We’ve been told for years that there is a “bullying epidemic” in our schools. We are meant to believe that the problem is worse now than it was decades ago, which is supposed to justify the exorbitant measures taken to combat it. Many states have even passed anti-bullying laws, only to discover that the laws not only fail to fix the problem but probably make it worse. We have sent armies of psychologists into the schools, with the hope that medicalizing the problem might do the trick if legislating it didn’t work. And if all else fails, we have recourse to anti-bullying PSAs, anti-bullying seminars, anti-bullying websites, anti-bullying posters, and anti-bullying bumper stickers. But there is little evidence that any of these measures have made a significant impact.
Perhaps it is time for us to face a few facts. The first is this: bullying is an inevitable result of the human condition. There is no real reason to think that this ugly aspect of our nature has manifested itself more in recent years than in any other period of human history. Yet it does seem to be the case that bullying is sending kids spiraling into depression, sometimes suicidal depression, at a much higher rate today than in the past. What does this tell us? Not that bullying is worse now, or more common, but that our children are less equipped to cope with it. And why is that? Well, there are probably several reasons, but one of them is certainly the fact that we are conditioning our kids to be victims.
We have built of this mythology of “the bigger person,” and told our children that the “bigger person” is the one who walks away from bullies, disengages, tells an adult. The “bigger person” is somehow the submissive one who slinks away and runs for cover. We tell our children that remaining silent in the face of a bully is “strong” and “courageous.” But somehow the strong, courageous, bigger child, who spends his childhood avoiding confrontation and retreating in the face of aggressors, never actually feels very strong, courageous, or big. He feels, rather, like a punchline. Because that is what we have told him to be.
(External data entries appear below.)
/// Prints the application version.
#[derive(Debug, Clone, Copy)]
pub struct VersionStrategy;

impl super::CommandStrategy for VersionStrategy {
    type Input = ();

    fn execute(&self, _input: Self::Input) -> anyhow::Result<()> {
        println!("anyapi {}", env!("CARGO_PKG_VERSION"));
        Ok(())
    }
}
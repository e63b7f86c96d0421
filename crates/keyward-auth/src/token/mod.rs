//! Access token codec and refresh secret generation.

pub mod jwt;
pub mod refresh;

pub use jwt::{AccessClaims, BEARER_PREFIX, JwtError, TokenCodec, strip_bearer};
pub use refresh::RefreshSecretGenerator;
//! Out-of-band notifications about suspicious session activity.

use async_trait::async_trait;
use serde::{Deserialize, Serialize};

use crate::AuthResult;
use crate::types::SessionId;

/// Message sent when a session is refreshed from a different address.
pub const ADDRESS_CHANGE_MESSAGE: &str = "session refreshed from a different address";

/// Payload describing a refresh from an unexpected address.
#[derive(Debug, Clone, PartialEq, Eq, Serialize, Deserialize)]
pub struct AddressChangeNotice {
    /// Human-readable description.
    pub message: String,

    /// Address recorded when the session started.
    pub old_ip: String,

    /// Address the refresh came from.
    pub new_ip: String,

    /// Identity that owns the session.
    pub identity: String,

    /// Session that was refreshed.
    pub session_id: SessionId,
}

impl AddressChangeNotice {
    /// Creates a notice with the standard message.
    #[must_use]
    pub fn new(
        identity: impl Into<String>,
        session_id: SessionId,
        old_ip: impl Into<String>,
        new_ip: impl Into<String>,
    ) -> Self {
        Self {
            message: ADDRESS_CHANGE_MESSAGE.to_string(),
            old_ip: old_ip.into(),
            new_ip: new_ip.into(),
            identity: identity.into(),
            session_id,
        }
    }
}

/// Delivers session notices to an external party.
///
/// Delivery is best effort. The session service dispatches notices on a
/// background task and only logs failures.
#[async_trait]
pub trait SessionNotifier: Send + Sync {
    /// Delivers an address change notice.
    ///
    /// # Errors
    ///
    /// Returns an error if delivery fails.
    async fn notify_address_change(&self, notice: &AddressChangeNotice) -> AuthResult<()>;
}

/// Notifier that drops every notice.
#[derive(Debug, Default, Clone, Copy)]
pub struct NoopNotifier;

#[async_trait]
impl SessionNotifier for NoopNotifier {
    async fn notify_address_change(&self, notice: &AddressChangeNotice) -> AuthResult<()> {
        tracing::debug!(
            identity = %notice.identity,
            session_id = notice.session_id,
            "address change notice dropped, no notifier configured"
        );
        Ok(())
    }
}
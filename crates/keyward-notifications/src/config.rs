//! Webhook settings.

use std::collections::HashMap;
use std::time::Duration;

use serde::{Deserialize, Serialize};

/// Where and how address change notices are delivered.
///
/// With no `webhook_url` the server falls back to dropping notices.
#[derive(Debug, Clone, Serialize, Deserialize)]
#[serde(default)]
pub struct WebhookConfig {
    /// Receiver URL.
    pub webhook_url: Option<String>,

    /// Shared secret for the `X-Signature-256` HMAC header.
    pub webhook_secret: Option<String>,

    /// Extra headers sent with every delivery.
    pub webhook_headers: HashMap<String, String>,

    /// Per-delivery timeout.
    #[serde(with = "humantime_serde")]
    pub timeout: Duration,
}

impl Default for WebhookConfig {
    fn default() -> Self {
        Self {
            webhook_url: None,
            webhook_secret: None,
            webhook_headers: HashMap::new(),
            timeout: Duration::from_secs(5),
        }
    }
}

impl WebhookConfig {
    /// Returns `true` if a receiver URL is configured.
    #[must_use]
    pub fn is_enabled(&self) -> bool {
        self.webhook_url
            .as_deref()
            .is_some_and(|url| !url.trim().is_empty())
    }
}
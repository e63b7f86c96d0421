//! Session and token lifecycle error types.
//!
//! Every operation exposed by [`SessionService`](crate::service::SessionService)
//! fails with one of the kinds defined here. Messages are safe to show to
//! callers: storage and codec details are logged at the point of failure and
//! replaced with a generic description before they reach this type.

use std::fmt;

/// Errors that can occur during session and token operations.
#[derive(Debug, thiserror::Error)]
pub enum AuthError {
    /// The referenced identity does not exist.
    #[error("Not found: {message}")]
    NotFound {
        /// Description of what was not found.
        message: String,
    },

    /// Required request data (such as fingerprint metadata) is missing or blank.
    #[error("Invalid argument: {message}")]
    InvalidArgument {
        /// Description of the invalid argument.
        message: String,
    },

    /// The presented credentials are bad, expired, revoked, or no longer bound
    /// to a live session.
    #[error("Unauthenticated: {message}")]
    Unauthenticated {
        /// Description of why authentication failed.
        message: String,
    },

    /// A collaborator needed to confirm safety is unreachable.
    ///
    /// Used for revocation lookups: when the denylist cannot be consulted the
    /// token is rejected rather than trusted.
    #[error("Unavailable: {message}")]
    Unavailable {
        /// Description of the unavailable dependency.
        message: String,
    },

    /// An error occurred while storing or retrieving session data.
    #[error("Storage error: {message}")]
    Storage {
        /// Description of the storage error.
        message: String,
    },

    /// An unexpected internal error occurred (codec, entropy, hashing).
    #[error("Internal error: {message}")]
    Internal {
        /// Description of the internal error.
        message: String,
    },
}

impl AuthError {
    /// Creates a new `NotFound` error.
    #[must_use]
    pub fn not_found(message: impl Into<String>) -> Self {
        Self::NotFound {
            message: message.into(),
        }
    }

    /// Creates a new `InvalidArgument` error.
    #[must_use]
    pub fn invalid_argument(message: impl Into<String>) -> Self {
        Self::InvalidArgument {
            message: message.into(),
        }
    }

    /// Creates a new `Unauthenticated` error.
    #[must_use]
    pub fn unauthenticated(message: impl Into<String>) -> Self {
        Self::Unauthenticated {
            message: message.into(),
        }
    }

    /// Creates a new `Unavailable` error.
    #[must_use]
    pub fn unavailable(message: impl Into<String>) -> Self {
        Self::Unavailable {
            message: message.into(),
        }
    }

    /// Creates a new `Storage` error.
    #[must_use]
    pub fn storage(message: impl Into<String>) -> Self {
        Self::Storage {
            message: message.into(),
        }
    }

    /// Creates a new `Internal` error.
    #[must_use]
    pub fn internal(message: impl Into<String>) -> Self {
        Self::Internal {
            message: message.into(),
        }
    }

    /// Returns `true` if this is a client error (4xx category).
    #[must_use]
    pub fn is_client_error(&self) -> bool {
        matches!(
            self,
            Self::NotFound { .. } | Self::InvalidArgument { .. } | Self::Unauthenticated { .. }
        )
    }

    /// Returns `true` if this is a server error (5xx category).
    #[must_use]
    pub fn is_server_error(&self) -> bool {
        matches!(
            self,
            Self::Unavailable { .. } | Self::Storage { .. } | Self::Internal { .. }
        )
    }

    /// Returns `true` if the caller must re-authenticate.
    #[must_use]
    pub fn is_unauthenticated(&self) -> bool {
        matches!(self, Self::Unauthenticated { .. })
    }

    /// Returns the caller-safe message carried by this error.
    #[must_use]
    pub fn message(&self) -> &str {
        match self {
            Self::NotFound { message }
            | Self::InvalidArgument { message }
            | Self::Unauthenticated { message }
            | Self::Unavailable { message }
            | Self::Storage { message }
            | Self::Internal { message } => message,
        }
    }

    /// Returns the error category for logging/monitoring purposes.
    #[must_use]
    pub fn category(&self) -> ErrorCategory {
        match self {
            Self::NotFound { .. } => ErrorCategory::Validation,
            Self::InvalidArgument { .. } => ErrorCategory::Validation,
            Self::Unauthenticated { .. } => ErrorCategory::Authentication,
            Self::Unavailable { .. } => ErrorCategory::Infrastructure,
            Self::Storage { .. } => ErrorCategory::Infrastructure,
            Self::Internal { .. } => ErrorCategory::Internal,
        }
    }

    /// Returns the stable, transport-independent code for this error kind.
    #[must_use]
    pub fn code(&self) -> &'static str {
        match self {
            Self::NotFound { .. } => "not_found",
            Self::InvalidArgument { .. } => "invalid_argument",
            Self::Unauthenticated { .. } => "unauthenticated",
            Self::Unavailable { .. } => "unavailable",
            Self::Storage { .. } | Self::Internal { .. } => "internal",
        }
    }
}

/// Categories of errors for logging and monitoring.
#[derive(Debug, Clone, Copy, PartialEq, Eq, Hash)]
pub enum ErrorCategory {
    /// Credential verification failures.
    Authentication,
    /// Request validation errors.
    Validation,
    /// Infrastructure/storage errors.
    Infrastructure,
    /// Internal server errors.
    Internal,
}

impl fmt::Display for ErrorCategory {
    fn fmt(&self, f: &mut fmt::Formatter<'_>) -> fmt::Result {
        match self {
            Self::Authentication => write!(f, "authentication"),
            Self::Validation => write!(f, "validation"),
            Self::Infrastructure => write!(f, "infrastructure"),
            Self::Internal => write!(f, "internal"),
        }
    }
}
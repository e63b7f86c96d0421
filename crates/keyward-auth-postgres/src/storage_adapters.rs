//! Arc-owning storage adapters.
//!
//! These adapters wrap the lifetime-based storage types and own an
//! `Arc<PgPool>`, so they can be handed to the session service as
//! `Arc<dyn SessionStorage>` / `Arc<dyn IdentityStorage>`.

use std::sync::Arc;

use async_trait::async_trait;

use keyward_auth::storage::{
    IdentityStorage as IdentityStorageTrait, SessionStorage as SessionStorageTrait,
};
use keyward_auth::types::{NewSession, Session, SessionId};
use keyward_auth::{AuthError, AuthResult};

use crate::identity::IdentityStorage;
use crate::session::SessionStorage;
use crate::{PgPool, StorageError};

fn storage_error(err: StorageError) -> AuthError {
    AuthError::storage(err.to_string())
}

// =============================================================================
// Arc-Owning Session Storage
// =============================================================================

/// Arc-owning PostgreSQL session storage adapter.
#[derive(Clone)]
pub struct ArcSessionStorage {
    pool: Arc<PgPool>,
}

impl ArcSessionStorage {
    /// Create a new Arc-owning session storage.
    #[must_use]
    pub fn new(pool: Arc<PgPool>) -> Self {
        Self { pool }
    }
}

#[async_trait]
impl SessionStorageTrait for ArcSessionStorage {
    async fn create(&self, session: NewSession) -> AuthResult<SessionId> {
        SessionStorage::new(&self.pool)
            .create(
                &session.identity,
                &session.refresh_hash,
                &session.fingerprint,
                session.expires_at,
            )
            .await
            .map_err(storage_error)
    }

    async fn find(&self, identity: &str, id: SessionId) -> AuthResult<Option<Session>> {
        let row = SessionStorage::new(&self.pool)
            .find(identity, id)
            .await
            .map_err(storage_error)?;
        Ok(row.map(Session::from))
    }

    async fn delete(&self, identity: &str, id: SessionId) -> AuthResult<()> {
        SessionStorage::new(&self.pool)
            .delete(identity, id)
            .await
            .map_err(storage_error)
    }

    async fn consume(
        &self,
        identity: &str,
        id: SessionId,
        refresh_hash: &str,
    ) -> AuthResult<bool> {
        SessionStorage::new(&self.pool)
            .consume(identity, id, refresh_hash)
            .await
            .map_err(storage_error)
    }

    async fn cleanup_expired(&self) -> AuthResult<u64> {
        SessionStorage::new(&self.pool)
            .cleanup_expired()
            .await
            .map_err(storage_error)
    }
}

// =============================================================================
// Arc-Owning Identity Storage
// =============================================================================

/// Arc-owning PostgreSQL identity storage adapter.
#[derive(Clone)]
pub struct ArcIdentityStorage {
    pool: Arc<PgPool>,
}

impl ArcIdentityStorage {
    /// Create a new Arc-owning identity storage.
    #[must_use]
    pub fn new(pool: Arc<PgPool>) -> Self {
        Self { pool }
    }
}

#[async_trait]
impl IdentityStorageTrait for ArcIdentityStorage {
    async fn create(&self) -> AuthResult<String> {
        IdentityStorage::new(&self.pool)
            .create()
            .await
            .map_err(storage_error)
    }

    async fn exists(&self, identity: &str) -> AuthResult<bool> {
        IdentityStorage::new(&self.pool)
            .exists(identity)
            .await
            .map_err(storage_error)
    }
}
//! Revoked access token storage trait.
//!
//! Access tokens are self-contained, so logging out or rotating cannot
//! invalidate them at the issuer. Instead the raw token is recorded here until
//! the moment it would have expired anyway, and every verification consults
//! this store first.
//!
//! # Security Considerations
//!
//! - Entries must live at least until the token's own expiry
//! - Lookups run on every authenticated call and must be cheap
//! - A failed lookup must be reported as an error, never as "not revoked"

use async_trait::async_trait;
use time::OffsetDateTime;

use crate::AuthResult;

/// Storage trait for revoked access tokens.
///
/// Keys are the raw compact token, without the `Bearer ` prefix.
#[async_trait]
pub trait RevokedTokenStorage: Send + Sync {
    /// Marks a token as revoked until `expires_at`.
    ///
    /// # Arguments
    ///
    /// * `token` - The raw access token
    /// * `expires_at` - The token's own expiry
    ///
    /// # Idempotency
    ///
    /// Revoking an already-revoked token succeeds. If `expires_at` is not in
    /// the future nothing needs to be recorded and the call succeeds.
    ///
    /// # Errors
    ///
    /// Returns an error if the storage operation fails.
    async fn revoke(&self, token: &str, expires_at: OffsetDateTime) -> AuthResult<()>;

    /// Checks whether a token has been revoked.
    ///
    /// # Errors
    ///
    /// Returns an error if the store cannot be consulted. Callers treat that
    /// as a rejection.
    async fn is_revoked(&self, token: &str) -> AuthResult<bool>;
}
use async_trait::async_trait;
use hmac::{Hmac, Mac};
use reqwest::Client;
use sha2::Sha256;

use keyward_auth::notify::{AddressChangeNotice, SessionNotifier};
use keyward_auth::{AuthError, AuthResult};

use crate::config::WebhookConfig;
use crate::error::NotificationError;

type HmacSha256 = Hmac<Sha256>;

/// Header carrying `sha256=<hex>` of the request body.
pub const SIGNATURE_HEADER: &str = "X-Signature-256";

/// Posts session notices to a webhook.
pub struct WebhookNotifier {
    http_client: Client,
    url: String,
    secret: Option<String>,
    headers: Vec<(String, String)>,
}

impl WebhookNotifier {
    /// Builds a notifier from configuration.
    ///
    /// # Errors
    ///
    /// Returns `NotificationError::InvalidConfig` if no URL is configured or
    /// the HTTP client cannot be built.
    pub fn new(config: &WebhookConfig) -> Result<Self, NotificationError> {
        let url = config
            .webhook_url
            .clone()
            .filter(|url| !url.trim().is_empty())
            .ok_or_else(|| NotificationError::InvalidConfig("Missing webhook_url".into()))?;

        let http_client = Client::builder()
            .timeout(config.timeout)
            .build()
            .map_err(|e| NotificationError::InvalidConfig(e.to_string()))?;

        Ok(Self {
            http_client,
            url,
            secret: config.webhook_secret.clone(),
            headers: config
                .webhook_headers
                .iter()
                .map(|(k, v)| (k.clone(), v.clone()))
                .collect(),
        })
    }

    /// Delivers one notice and waits for the receiver's answer.
    ///
    /// # Errors
    ///
    /// Returns `NotificationError::SendFailed` on transport failure and
    /// `NotificationError::Rejected` on a non-2xx response.
    pub async fn deliver(&self, notice: &AddressChangeNotice) -> Result<(), NotificationError> {
        let payload = serde_json::to_string(notice)
            .map_err(|e| NotificationError::SendFailed(e.to_string()))?;

        let mut request = self
            .http_client
            .post(&self.url)
            .header("Content-Type", "application/json");

        for (key, value) in &self.headers {
            request = request.header(key, value);
        }

        if let Some(secret) = &self.secret {
            let signature = sign_payload(&payload, secret)?;
            request = request.header(SIGNATURE_HEADER, format!("sha256={signature}"));
        }

        let response = request
            .body(payload)
            .send()
            .await
            .map_err(|e| NotificationError::SendFailed(e.to_string()))?;

        let status = response.status();
        if status.is_success() {
            tracing::debug!(
                identity = %notice.identity,
                session_id = notice.session_id,
                "address change notice delivered"
            );
            Ok(())
        } else {
            let body = response.text().await.unwrap_or_default();
            Err(NotificationError::Rejected {
                status: status.as_u16(),
                body,
            })
        }
    }
}

/// Hex HMAC-SHA256 of `payload` under `secret`.
fn sign_payload(payload: &str, secret: &str) -> Result<String, NotificationError> {
    let mut mac = HmacSha256::new_from_slice(secret.as_bytes())
        .map_err(|e| NotificationError::InvalidConfig(e.to_string()))?;
    mac.update(payload.as_bytes());
    Ok(hex::encode(mac.finalize().into_bytes()))
}

#[async_trait]
impl SessionNotifier for WebhookNotifier {
    async fn notify_address_change(&self, notice: &AddressChangeNotice) -> AuthResult<()> {
        self.deliver(notice)
            .await
            .map_err(|e| AuthError::unavailable(e.to_string()))
    }
}
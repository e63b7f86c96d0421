use std::net::SocketAddr;
use std::sync::Arc;
use std::time::Duration;

use keyward_auth::storage::{
    InMemoryIdentityStorage, InMemoryRevokedTokenStorage, InMemorySessionStorage,
};
use keyward_auth::{AuthConfig, SessionService};
use keyward_notifications::{WebhookConfig, WebhookNotifier};
use keyward_server::build_app;
use serde_json::{Value, json};
use tokio::task::JoinHandle;
use wiremock::matchers::{method, path};
use wiremock::{Mock, MockServer, ResponseTemplate};

async fn start_server(
    webhook_url: String,
) -> (String, tokio::sync::oneshot::Sender<()>, JoinHandle<()>) {
    let notifier = WebhookNotifier::new(&WebhookConfig {
        webhook_url: Some(webhook_url),
        ..WebhookConfig::default()
    })
    .expect("notifier");
    let service = SessionService::from_config(
        &AuthConfig::with_secret("webhook-test-secret-0123456789abcdef"),
        Arc::new(InMemoryIdentityStorage::new()),
        Arc::new(InMemorySessionStorage::new()),
        Arc::new(InMemoryRevokedTokenStorage::new()),
    )
    .with_notifier(Arc::new(notifier));
    let app = build_app(service, Duration::from_secs(5));

    // Bind to an ephemeral port
    let listener = tokio::net::TcpListener::bind((std::net::Ipv4Addr::LOCALHOST, 0))
        .await
        .expect("bind");
    let addr = listener.local_addr().unwrap();
    let (tx, rx) = tokio::sync::oneshot::channel::<()>();

    let server = tokio::spawn(async move {
        let _ = axum::serve(
            listener,
            app.into_make_service_with_connect_info::<SocketAddr>(),
        )
        .with_graceful_shutdown(async move {
            let _ = rx.await;
        })
        .await;
    });

    (format!("http://{addr}"), tx, server)
}

async fn wait_for_requests(receiver: &MockServer, count: usize) -> Vec<wiremock::Request> {
    for _ in 0..50 {
        let received = receiver.received_requests().await.unwrap_or_default();
        if received.len() >= count {
            return received;
        }
        tokio::time::sleep(Duration::from_millis(20)).await;
    }
    receiver.received_requests().await.unwrap_or_default()
}

#[tokio::test]
async fn address_change_posts_notice() {
    let receiver = MockServer::start().await;
    Mock::given(method("POST"))
        .and(path("/hooks/address-change"))
        .respond_with(ResponseTemplate::new(204))
        .mount(&receiver)
        .await;

    let (base, shutdown_tx, handle) =
        start_server(format!("{}/hooks/address-change", receiver.uri())).await;
    let client = reqwest::Client::new();

    let resp = client.post(format!("{base}/v1/users")).send().await.unwrap();
    let guid = resp.json::<Value>().await.unwrap()["guid"]
        .as_str()
        .unwrap()
        .to_string();

    // Peer address (127.0.0.1) becomes the session's source address.
    let resp = client
        .post(format!("{base}/v1/tokens"))
        .header("user-agent", "keyward-tests/1.0")
        .json(&json!({"guid": guid}))
        .send()
        .await
        .unwrap();
    assert!(resp.status().is_success());
    let pair: Value = resp.json().await.unwrap();
    let access = pair["access"].as_str().unwrap();
    let refresh = pair["refresh"].as_str().unwrap();

    let resp = client
        .post(format!("{base}/v1/tokens/refresh"))
        .header("user-agent", "keyward-tests/1.0")
        .header("x-forwarded-for", "198.51.100.23")
        .bearer_auth(access)
        .json(&json!({"refresh": refresh}))
        .send()
        .await
        .unwrap();
    assert!(resp.status().is_success());

    let received = wait_for_requests(&receiver, 1).await;
    assert_eq!(received.len(), 1);
    let notice: Value = serde_json::from_slice(&received[0].body).unwrap();
    assert_eq!(notice["identity"], guid.as_str());
    assert_eq!(notice["old_ip"], "127.0.0.1");
    assert_eq!(notice["new_ip"], "198.51.100.23");
    assert!(notice["session_id"].is_i64());

    let _ = shutdown_tx.send(());
    let _ = handle.await;
}

#[tokio::test]
async fn failing_receiver_does_not_block_rotation() {
    let receiver = MockServer::start().await;
    Mock::given(method("POST"))
        .respond_with(ResponseTemplate::new(500))
        .mount(&receiver)
        .await;

    let (base, shutdown_tx, handle) = start_server(receiver.uri()).await;
    let client = reqwest::Client::new();

    let guid = client
        .post(format!("{base}/v1/users"))
        .send()
        .await
        .unwrap()
        .json::<Value>()
        .await
        .unwrap()["guid"]
        .as_str()
        .unwrap()
        .to_string();
    let pair: Value = client
        .post(format!("{base}/v1/tokens"))
        .header("user-agent", "keyward-tests/1.0")
        .header("x-forwarded-for", "192.0.2.1")
        .json(&json!({"guid": guid}))
        .send()
        .await
        .unwrap()
        .json()
        .await
        .unwrap();

    let resp = client
        .post(format!("{base}/v1/tokens/refresh"))
        .header("user-agent", "keyward-tests/1.0")
        .header("x-forwarded-for", "192.0.2.2")
        .bearer_auth(pair["access"].as_str().unwrap())
        .json(&json!({"refresh": pair["refresh"]}))
        .send()
        .await
        .unwrap();
    assert!(resp.status().is_success());
    assert_eq!(wait_for_requests(&receiver, 1).await.len(), 1);

    let _ = shutdown_tx.send(());
    let _ = handle.await;
}
//! Session storage trait.
//!
//! Sessions are keyed by `(identity, id)`. Lookups with a mismatched identity
//! behave as if the session does not exist.

use async_trait::async_trait;

use crate::AuthResult;
use crate::types::{NewSession, Session, SessionId};

/// Storage trait for login sessions.
///
/// # Example Implementation
///
/// ```ignore
/// use keyward_auth::storage::SessionStorage;
/// use keyward_auth::types::{NewSession, Session, SessionId};
/// use keyward_auth::AuthResult;
///
/// struct MySessionStorage { /* ... */ }
///
/// #[async_trait::async_trait]
/// impl SessionStorage for MySessionStorage {
///     async fn create(&self, session: NewSession) -> AuthResult<SessionId> {
///         // insert and return the generated id
///         todo!()
///     }
///     // ... other methods
/// }
/// ```
#[async_trait]
pub trait SessionStorage: Send + Sync {
    /// Persists a new session and returns its id.
    ///
    /// # Errors
    ///
    /// Returns an error if the storage operation fails.
    async fn create(&self, session: NewSession) -> AuthResult<SessionId>;

    /// Finds a session by owner and id.
    ///
    /// Returns `None` if no such session exists for that identity.
    ///
    /// # Errors
    ///
    /// Returns an error if the storage operation fails.
    async fn find(&self, identity: &str, id: SessionId) -> AuthResult<Option<Session>>;

    /// Deletes a session.
    ///
    /// Deleting a missing session succeeds.
    ///
    /// # Errors
    ///
    /// Returns an error if the storage operation fails.
    async fn delete(&self, identity: &str, id: SessionId) -> AuthResult<()>;

    /// Atomically deletes the session if it still holds `refresh_hash`.
    ///
    /// Returns `true` if this call removed the session. Of any number of
    /// concurrent calls for the same session, at most one returns `true`.
    ///
    /// # Errors
    ///
    /// Returns an error if the storage operation fails.
    async fn consume(
        &self,
        identity: &str,
        id: SessionId,
        refresh_hash: &str,
    ) -> AuthResult<bool>;

    /// Deletes sessions whose refresh lifetime has passed.
    ///
    /// # Returns
    ///
    /// Returns the number of sessions deleted.
    ///
    /// # Errors
    ///
    /// Returns an error if the cleanup operation fails.
    async fn cleanup_expired(&self) -> AuthResult<u64>;
}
If you are honest with yourself, and you think back to the times in your life when you didn’t respond to bullying, or stick up for yourself in the face of mockery, it wasn’t because you were “big” or “strong.” Precisely the opposite. It’s because you were scared. We recommend cowardice to our children and tell them it’s courage, only because to do otherwise would be to admit that we ourselves have been cowards. All of those moments of great resilience and will power, when we heroically backed away from a fight or a confrontation, were, we’d have to confess, nothing more than a garden variety case of wimping out.
I’d be willing to believe that, say, an MMA fighter who remains confidently silent in the face of some scrawny punk’s drunken taunting at a bar is truly being a bigger person. He could tear the other guy to shreds. He isn’t afraid. But he chooses the high road because the scrawny punk isn’t worth his time. Being the bigger person, taking the high road — these are things we do from a position of strength. If we do them because we’re scared, or intimidated, or just praying for the confrontation to be over, we are not on the high road. We are almost literally crawling away on our knees, hoping not to be noticed. Many children spend their formative years in this position. We congratulate them for their maturity while their self-image collapses
The best you can do is argue that this is the prudent and safe course, but it certainly is by no means courageous, strong, or somehow “higher.” And I’m not even convinced that it’s prudent or safe most of the time. Bullies bully because of the high they get from domination and power. If you make yourself a reliable source of that high, they’ll keep coming back for another fix. Suddenly the “high road” takes on a new connotation.
Now, there is a problem with teaching our kids to stand up for themselves and give back what is dished to them. The problem is that every school in America has adopted the profoundly insane position that “it doesn’t matter who started it,” everyone involved in a fight or argument will get in trouble. What sort of system is that? Of course it matters who started it. If Jimmy is defending himself from Bobby, or responding to harassment from Bobby, how is it just or reasonable to punish both Jimmy and Bobby as if they are equally to blame? I understand it can be hard to adjudicate these things in a school setting, but that doesn’t give us an excuse to adopt a blanket policy of punishing children for refusing to bow in submission to bullies. Maybe this is why we are dealing with a so-called bullying epidemic: because we have given bullies free rein and taught our children to wilt in their presence like fragile tulips.
I often hear parents tell their kids that it’s “never okay” to shout at or insult or hit someone. Never? If a group of bullies are surrounding you, hurling insults and invective just for sport, it’s still not okay to raise your voice or issue any sort of response-in-kind? What, then, is the more mature course? To “laugh it off,” as if you somehow find your own torment funny? To run away and tattle to an adult? What exactly is so mature about that?
Sure, there may be situations where a person has no real choice but to back away and retreat. But, despite what we tell our kids, retreat is not always the best response. In fact, most of the time it’s the coward’s way out. And if we instill cowardice in our children, no matter how we dress it up or what euphemisms we use to describe it, we cannot be surprised when they grow up to doormats.